Deep Gaussian Embedding of Graphs: Unsupervised Inductive Learning via Ranking
This work addresses the need for efficient and flexible graph representation learning for network analysis, offering improvements in performance and uncertainty modeling, though it is incremental by building on existing embedding techniques with a novel distribution-based approach.
The paper tackles the problem of learning versatile node embeddings for large-scale graphs by representing each node as a Gaussian distribution to capture uncertainty, enabling unsupervised inductive learning that generalizes to unseen nodes. The result is a method that outperforms state-of-the-art approaches on tasks like link prediction and node classification, as demonstrated in experiments on real-world networks.

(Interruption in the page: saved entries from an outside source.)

// SPDX-License-Identifier: BUSL-1.1
// Copyright (c) 2026 Alfred Jean LLC

//! Sub-plan storage.
//!
//! A sub-plan is a saved filter set selecting modules and tests for a
//! retry or curated run. Plans live as JSON under
//! `<xts_root>/subplans/<name>.json`; a running session works from a
//! backup copy so concurrent edits to the live plan cannot affect it.

use ats_core::SessionId;
use serde::{Deserialize, Serialize};
use std::fs::{self, File};
use std::io::{BufReader, BufWriter};
use std::path::{Path, PathBuf};
use thiserror::Error;
use tracing::debug;

/// Errors from sub-plan storage.
#[derive(Debug, Error)]
pub enum SubPlanError {
    #[error("sub-plan {0} not found")]
    NotFound(String),
    #[error("IO error: {0}")]
    Io(#[from] std::io::Error),
    #[error("Serialization error: {0}")]
    Json(#[from] serde_json::Error),
}

/// A saved filter set, plus the device build fingerprint of the run it
/// was captured from (used to warn on retries against other builds).
#[derive(Debug, Clone, Default, PartialEq, Eq, Serialize, Deserialize)]
pub struct SubPlan {
    pub name: String,
    #[serde(default)]
    pub include_filters: Vec<String>,
    #[serde(default)]
    pub exclude_filters: Vec<String>,
    #[serde(default, skip_serializing_if = "Option::is_none")]
    pub previous_build_fingerprint: Option<String>,
}

impl SubPlan {
    pub fn new(name: impl Into<String>) -> Self {
        Self {
            name: name.into(),
            ..Self::default()
        }
    }

    pub fn is_empty(&self) -> bool {
        self.include_filters.is_empty() && self.exclude_filters.is_empty()
    }
}

/// One run's private copy of a live sub-plan.
#[derive(Debug, Clone)]
pub struct SubPlanBackup {
    pub plan: SubPlan,
    pub path: PathBuf,
}

/// Directory-backed sub-plan store.
#[derive(Debug, Clone)]
pub struct SubPlanStore {
    dir: PathBuf,
}

impl SubPlanStore {
    /// Store rooted at `<xts_root>/subplans`.
    pub fn new(xts_root: &Path) -> Self {
        Self {
            dir: xts_root.join("subplans"),
        }
    }

    /// Save a plan atomically (write to `.tmp`, then rename).
    pub fn save(&self, plan: &SubPlan) -> Result<(), SubPlanError> {
        fs::create_dir_all(&self.dir)?;
        let path = self.path_for(&plan.name);
        let tmp_path = path.with_extension("tmp");
        {
            let file = File::create(&tmp_path)?;
            let mut writer = BufWriter::new(file);
            serde_json::to_writer_pretty(&mut writer, plan)?;
            let file = writer.into_inner().map_err(|e| e.into_error())?;
            file.sync_all()?;
        }
        fs::rename(&tmp_path, &path)?;
        Ok(())
    }

    pub fn load(&self, name: &str) -> Result<SubPlan, SubPlanError> {
        let path = self.path_for(name);
        let file = match File::open(&path) {
            Ok(file) => file,
            Err(e) if e.kind() == std::io::ErrorKind::NotFound => {
                return Err(SubPlanError::NotFound(name.to_string()));
            }
            Err(e) => return Err(e.into()),
        };
        Ok(serde_json::from_reader(BufReader::new(file))?)
    }

    /// Copy the live plan to a run-scoped backup and parse the copy.
    ///
    /// The backup is keyed by plan name and run id, so concurrent runs
    /// of the same plan each get their own copy; the returned plan is
    /// read back from the backup file, so edits to the live plan after
    /// this point cannot reach the run.
    pub fn backup(&self, name: &str, run_id: &SessionId) -> Result<SubPlanBackup, SubPlanError> {
        let backup_dir = self.dir.join("backups");
        fs::create_dir_all(&backup_dir)?;
        let path = backup_dir.join(format!("{name}-{run_id}.json"));

        if let Err(e) = fs::copy(self.path_for(name), &path) {
            if e.kind() == std::io::ErrorKind::NotFound {
                return Err(SubPlanError::NotFound(name.to_string()));
            }
            return Err(e.into());
        }

        let file = File::open(&path)?;
        let plan = serde_json::from_reader(BufReader::new(file))?;
        debug!(plan = name, backup = %path.display(), "backed up sub-plan");
        Ok(SubPlanBackup { plan, path })
    }

    pub fn exists(&self, name: &str) -> bool {
        self.path_for(name).is_file()
    }

    fn path_for(&self, name: &str) -> PathBuf {
        self.dir.join(format!("{name}.json"))
    }
}

#[cfg(test)]
#[path = "subplan_tests.rs"]
mod tests;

Methods that learn representations of nodes in a graph play a critical role in network analysis since they enable many downstream learning tasks. We propose Graph2Gauss - an approach that can efficiently learn versatile node embeddings on large scale (attributed) graphs that show strong performance on tasks such as link prediction and node classification. Unlike most approaches that represent nodes as point vectors in a low-dimensional continuous space, we embed each node as a Gaussian distribution, allowing us to capture uncertainty about the representation. Furthermore, we propose an unsupervised method that handles inductive learning scenarios and is applicable to different types of graphs: plain/attributed, directed/undirected. By leveraging both the network structure and the associated node attributes, we are able to generalize to unseen nodes without additional training. To learn the embeddings we adopt a personalized ranking formulation w.r.t. the node distances that exploits the natural ordering of the nodes imposed by the network structure. Experiments on real world networks demonstrate the high performance of our approach, outperforming state-of-the-art network embedding methods on several different tasks. Additionally, we demonstrate the benefits of modeling uncertainty - by analyzing it we can estimate neighborhood diversity and detect the intrinsic latent dimensionality of a graph.